• _WHAT TO PRODUCE_
Write out each entry again. Keep every word exactly as it is.

Records drawn from a dataset:

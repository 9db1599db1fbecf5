//! Shared output formatting for tasknest CLI commands.

use serde::Serialize;

use crate::error::{Error, Result};

pub const SCHEMA_VERSION: &str = "tasknest.v1";

#[derive(Debug, Clone, Copy)]
pub struct OutputOptions {
    pub json: bool,
    pub quiet: bool,
}

#[derive(Debug, Clone)]
pub struct HumanOutput {
    header: String,
    summary: Vec<(String, String)>,
    details: Vec<String>,
    warnings: Vec<String>,
    next_steps: Vec<String>,
}

impl HumanOutput {
    pub fn new(header: impl Into<String>) -> Self {
        Self {
            header: header.into(),
            summary: Vec::new(),
            details: Vec::new(),
            warnings: Vec::new(),
            next_steps: Vec::new(),
        }
    }

    pub fn push_summary(&mut self, key: impl Into<String>, value: impl Into<String>) {
        self.summary.push((key.into(), value.into()));
    }

    pub fn push_detail(&mut self, value: impl Into<String>) {
        self.details.push(value.into());
    }

    pub fn push_warning(&mut self, value: impl Into<String>) {
        self.warnings.push(value.into());
    }

    pub fn push_next_step(&mut self, value: impl Into<String>) {
        self.next_steps.push(value.into());
    }
}

pub fn emit_success<T: Serialize>(
    options: OutputOptions,
    command: &str,
    data: &T,
    human: Option<&HumanOutput>,
) -> Result<()> {
    if options.json {
        let warnings = human.map(|h| h.warnings.clone()).unwrap_or_default();
        let next_steps = human.map(|h| h.next_steps.clone()).unwrap_or_default();

        #[derive(Serialize)]
        struct Envelope<'a, T: Serialize> {
            schema_version: &'static str,
            command: &'a str,
            status: &'static str,
            data: &'a T,
            #[serde(skip_serializing_if = "Vec::is_empty")]
            warnings: Vec<String>,
            #[serde(skip_serializing_if = "Vec::is_empty")]
            next_steps: Vec<String>,
        }

        let payload = Envelope {
            schema_version: SCHEMA_VERSION,
            command,
            status: "success",
            data,
            warnings,
            next_steps,
        };

        println!("{}", serde_json::to_string_pretty(&payload)?);
        return Ok(());
    }

    if options.quiet {
        return Ok(());
    }

    if let Some(human) = human {
        println!("{}", format_human(human));
    }

    Ok(())
}

pub fn emit_error(command: &str, err: &Error, json: bool) -> Result<()> {
    let next_steps = error_next_steps(err);
    let hint = next_steps.first().map(|step| step.as_str());
    if json {
        #[derive(Serialize)]
        struct ErrorBody<'a> {
            message: &'a str,
            code: i32,
            kind: &'static str,
            #[serde(skip_serializing_if = "Option::is_none")]
            details: Option<serde_json::Value>,
        }

        #[derive(Serialize)]
        struct Envelope<'a> {
            schema_version: &'static str,
            command: &'a str,
            status: &'static str,
            error: ErrorBody<'a>,
            #[serde(skip_serializing_if = "Vec::is_empty")]
            next_steps: Vec<String>,
        }

        let payload = Envelope {
            schema_version: SCHEMA_VERSION,
            command,
            status: "error",
            error: ErrorBody {
                message: &err.to_string(),
                code: err.exit_code(),
                kind: err.kind(),
                details: err.details(),
            },
            next_steps,
        };

        println!("{}", serde_json::to_string_pretty(&payload)?);
        return Ok(());
    }

    eprintln!("error: {err}");
    if let Some(hint) = hint {
        eprintln!("hint: {hint}");
    }
    Ok(())
}

pub fn format_human(output: &HumanOutput) -> String {
    let mut lines = Vec::new();
    lines.push(output.header.clone());

    push_summary(&mut lines, &output.summary);
    push_section(&mut lines, "Details", &output.details);
    push_section(&mut lines, "Warnings", &output.warnings);
    push_section(&mut lines, "Next steps", &output.next_steps);

    lines.join("\n")
}

/// Best-effort command name for error envelopes, read before clap parses.
pub fn infer_command_name_from_args() -> String {
    command_name(std::env::args().skip(1))
}

/// Flags whose value arrives as the next argument.
const VALUE_FLAGS: &[&str] = &["--config", "--days", "--seed", "--complete-ratio"];

fn command_name(args: impl IntoIterator<Item = String>) -> String {
    let mut positional = Vec::new();
    let mut args = args.into_iter();
    while let Some(arg) = args.next() {
        if VALUE_FLAGS.contains(&arg.as_str()) {
            args.next();
        } else if !arg.starts_with('-') {
            positional.push(arg);
        }
    }
    let mut positional = positional.into_iter();

    let command = match positional.next() {
        Some(cmd) => cmd,
        None => return "tasknest".to_string(),
    };

    if command == "settings" {
        if let Some(sub) = positional.next() {
            return format!("{command} {sub}");
        }
    }
    command
}

fn error_next_steps(err: &Error) -> Vec<String> {
    match err {
        Error::InvalidConfig(_) | Error::InvalidLimit(_) | Error::TomlParse(_) => {
            vec!["tasknest settings check".to_string()]
        }
        Error::NothingScheduled(_) => {
            vec!["give at least one category a limit in [settings.category_limits]".to_string()]
        }
        Error::AlreadyGenerated => {
            vec!["delete all data before generating samples again".to_string()]
        }
        _ => Vec::new(),
    }
}

fn push_summary(lines: &mut Vec<String>, summary: &[(String, String)]) {
    if summary.is_empty() {
        return;
    }

    lines.push(String::new());
    lines.push("Summary:".to_string());
    for (key, value) in summary {
        if value.is_empty() {
            lines.push(format!("- {key}"));
        } else {
            lines.push(format!("- {key}: {value}"));
        }
    }
}

fn push_section(lines: &mut Vec<String>, title: &str, items: &[String]) {
    if items.is_empty() {
        return;
    }

    lines.push(String::new());
    lines.push(format!("{title}:"));
    for item in items {
        lines.push(format!("- {item}"));
    }
}

#[cfg(test)]
mod tests {
    use super::*;

    fn args(raw: &[&str]) -> Vec<String> {
        raw.iter().map(|arg| arg.to_string()).collect()
    }

    #[test]
    fn command_name_skips_flags() {
        assert_eq!(command_name(args(&["--json", "simulate", "--days", "3"])), "simulate");
        assert_eq!(command_name(args(&["settings", "--json", "check"])), "settings check");
        assert_eq!(command_name(args(&["--quiet"])), "tasknest");
    }

    #[test]
    fn command_name_skips_flag_values() {
        assert_eq!(
            command_name(args(&["--config", "house.toml", "simulate"])),
            "simulate"
        );
        assert_eq!(
            command_name(args(&["--config", "house.toml", "settings", "check"])),
            "settings check"
        );
        assert_eq!(
            command_name(args(&["--config=house.toml", "settings", "show"])),
            "settings show"
        );
        assert_eq!(command_name(args(&["--config", "house.toml"])), "tasknest");
    }

    #[test]
    fn repeated_sample_generation_suggests_clearing() {
        let steps = error_next_steps(&Error::AlreadyGenerated);
        assert_eq!(
            steps,
            vec!["delete all data before generating samples again".to_string()]
        );
    }

    #[test]
    fn config_errors_point_at_settings_check() {
        let steps = error_next_steps(&Error::InvalidConfig("bad".to_string()));
        assert_eq!(steps, vec!["tasknest settings check".to_string()]);
        assert!(error_next_steps(&Error::TaskNotFound("t".to_string())).is_empty());
    }
}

• _EXERCISE OUTPUT_
repository 9db1599db1fbecf5
//! Shared output formatting for tasknest CLI commands.

use serde::Serialize;

use crate::error::{Error, Result};

pub const SCHEMA_VERSION: &str = "tasknest.v1";

#[derive(Debug, Clone, Copy)]
pub struct OutputOptions {
    pub json: bool,
    pub quiet: bool,
}

#[derive(Debug, Clone)]
pub struct HumanOutput {
    header: String,
    summary: Vec<(String, String)>,
    details: Vec<String>,
    warnings: Vec<String>,
    next_steps: Vec<String>,
}

impl HumanOutput {
    pub fn new(header: impl Into<String>) -> Self {
        Self {
            header: header.into(),
            summary: Vec::new(),
            details: Vec::new(),
            warnings: Vec::new(),
            next_steps: Vec::new(),
        }
    }

    pub fn push_summary(&mut self, key: impl Into<String>, value: impl Into<String>) {
        self.summary.push((key.into(), value.into()));
    }

    pub fn push_detail(&mut self, value: impl Into<String>) {
        self.details.push(value.into());
    }

    pub fn push_warning(&mut self, value: impl Into<String>) {
        self.warnings.push(value.into());
    }

    pub fn push_next_step(&mut self, value: impl Into<String>) {
        self.next_steps.push(value.into());
    }
}

pub fn emit_success<T: Serialize>(
    options: OutputOptions,
    command: &str,
    data: &T,
    human: Option<&HumanOutput>,
) -> Result<()> {
    if options.json {
        let warnings = human.map(|h| h.warnings.clone()).unwrap_or_default();
        let next_steps = human.map(|h| h.next_steps.clone()).unwrap_or_default();

        #[derive(Serialize)]
        struct Envelope<'a, T: Serialize> {
            schema_version: &'static str,
            command: &'a str,
            status: &'static str,
            data: &'a T,
            #[serde(skip_serializing_if = "Vec::is_empty")]
            warnings: Vec<String>,
            #[serde(skip_serializing_if = "Vec::is_empty")]
            next_steps: Vec<String>,
        }

        let payload = Envelope {
            schema_version: SCHEMA_VERSION,
            command,
            status: "success",
            data,
            warnings,
            next_steps,
        };

        println!("{}", serde_json::to_string_pretty(&payload)?);
        return Ok(());
    }

    if options.quiet {
        return Ok(());
    }

    if let Some(human) = human {
        println!("{}", format_human(human));
    }

    Ok(())
}

pub fn emit_error(command: &str, err: &Error, json: bool) -> Result<()> {
    let next_steps = error_next_steps(err);
    let hint = next_steps.first().map(|step| step.as_str());
    if json {
        #[derive(Serialize)]
        struct ErrorBody<'a> {
            message: &'a str,
            code: i32,
            kind: &'static str,
            #[serde(skip_serializing_if = "Option::is_none")]
            details: Option<serde_json::Value>,
        }

        #[derive(Serialize)]
        struct Envelope<'a> {
            schema_version: &'static str,
            command: &'a str,
            status: &'static str,
            error: ErrorBody<'a>,
            #[serde(skip_serializing_if = "Vec::is_empty")]
            next_steps: Vec<String>,
        }

        let payload = Envelope {
            schema_version: SCHEMA_VERSION,
            command,
            status: "error",
            error: ErrorBody {
                message: &err.to_string(),
                code: err.exit_code(),
                kind: err.kind(),
                details: err.details(),
            },
            next_steps,
        };

        println!("{}", serde_json::to_string_pretty(&payload)?);
        return Ok(());
    }

    eprintln!("error: {err}");
    if let Some(hint) = hint {
        eprintln!("hint: {hint}");
    }
    Ok(())
}

pub fn format_human(output: &HumanOutput) -> String {
    let mut lines = Vec::new();
    lines.push(output.header.clone());

    push_summary(&mut lines, &output.summary);
    push_section(&mut lines, "Details", &output.details);
    push_section(&mut lines, "Warnings", &output.warnings);
    push_section(&mut lines, "Next steps", &output.next_steps);

    lines.join("\n")
}

/// Best-effort command name for error envelopes, read before clap parses.
pub fn infer_command_name_from_args() -> String {
    command_name(std::env::args().skip(1))
}

/// Flags whose value arrives as the next argument.
const VALUE_FLAGS: &[&str] = &["--config", "--days", "--seed", "--complete-ratio"];

fn command_name(args: impl IntoIterator<Item = String>) -> String {
    let mut positional = Vec::new();
    let mut args = args.into_iter();
    while let Some(arg) = args.next() {
        if VALUE_FLAGS.contains(&arg.as_str()) {
            args.next();
        } else if !arg.starts_with('-') {
            positional.push(arg);
        }
    }
    let mut positional = positional.into_iter();

    let command = match positional.next() {
        Some(cmd) => cmd,
        None => return "tasknest".to_string(),
    };

    if command == "settings" {
        if let Some(sub) = positional.next() {
            return format!("{command} {sub}");
        }
    }
    command
}

fn error_next_steps(err: &Error) -> Vec<String> {
    match err {
        Error::InvalidConfig(_) | Error::InvalidLimit(_) | Error::TomlParse(_) => {
            vec!["tasknest settings check".to_string()]
        }
        Error::NothingScheduled(_) => {
            vec!["give at least one category a limit in [settings.category_limits]".to_string()]
        }
        Error::AlreadyGenerated => {
            vec!["delete all data before generating samples again".to_string()]
        }
        _ => Vec::new(),
    }
}

fn push_summary(lines: &mut Vec<String>, summary: &[(String, String)]) {
    if summary.is_empty() {
        return;
    }

    lines.push(String::new());
    lines.push("Summary:".to_string());
    for (key, value) in summary {
        if value.is_empty() {
            lines.push(format!("- {key}"));
        } else {
            lines.push(format!("- {key}: {value}"));
        }
    }
}

fn push_section(lines: &mut Vec<String>, title: &str, items: &[String]) {
    if items.is_empty() {
        return;
    }

    lines.push(String::new());
    lines.push(format!("{title}:"));
    for item in items {
        lines.push(format!("- {item}"));
    }
}

#[cfg(test)]
mod tests {
    use super::*;

    fn args(raw: &[&str]) -> Vec<String> {
        raw.iter().map(|arg| arg.to_string()).collect()
    }

    #[test]
    fn command_name_skips_flags() {
        assert_eq!(command_name(args(&["--json", "simulate", "--days", "3"])), "simulate");
        assert_eq!(command_name(args(&["settings", "--json", "check"])), "settings check");
        assert_eq!(command_name(args(&["--quiet"])), "tasknest");
    }

    #[test]
    fn command_name_skips_flag_values() {
        assert_eq!(
            command_name(args(&["--config", "house.toml", "simulate"])),
            "simulate"
        );
        assert_eq!(
            command_name(args(&["--config", "house.toml", "settings", "check"])),
            "settings check"
        );
        assert_eq!(
            command_name(args(&["--config=house.toml", "settings", "show"])),
            "settings show"
        );
        assert_eq!(command_name(args(&["--config", "house.toml"])), "tasknest");
    }

    #[test]
    fn repeated_sample_generation_suggests_clearing() {
        let steps = error_next_steps(&Error::AlreadyGenerated);
        assert_eq!(
            steps,
            vec!["delete all data before generating samples again".to_string()]
        );
    }

    #[test]
    fn config_errors_point_at_settings_check() {
        let steps = error_next_steps(&Error::InvalidConfig("bad".to_string()));
        assert_eq!(steps, vec!["tasknest settings check".to_string()]);
        assert!(error_next_steps(&Error::TaskNotFound("t".to_string())).is_empty());
    }
}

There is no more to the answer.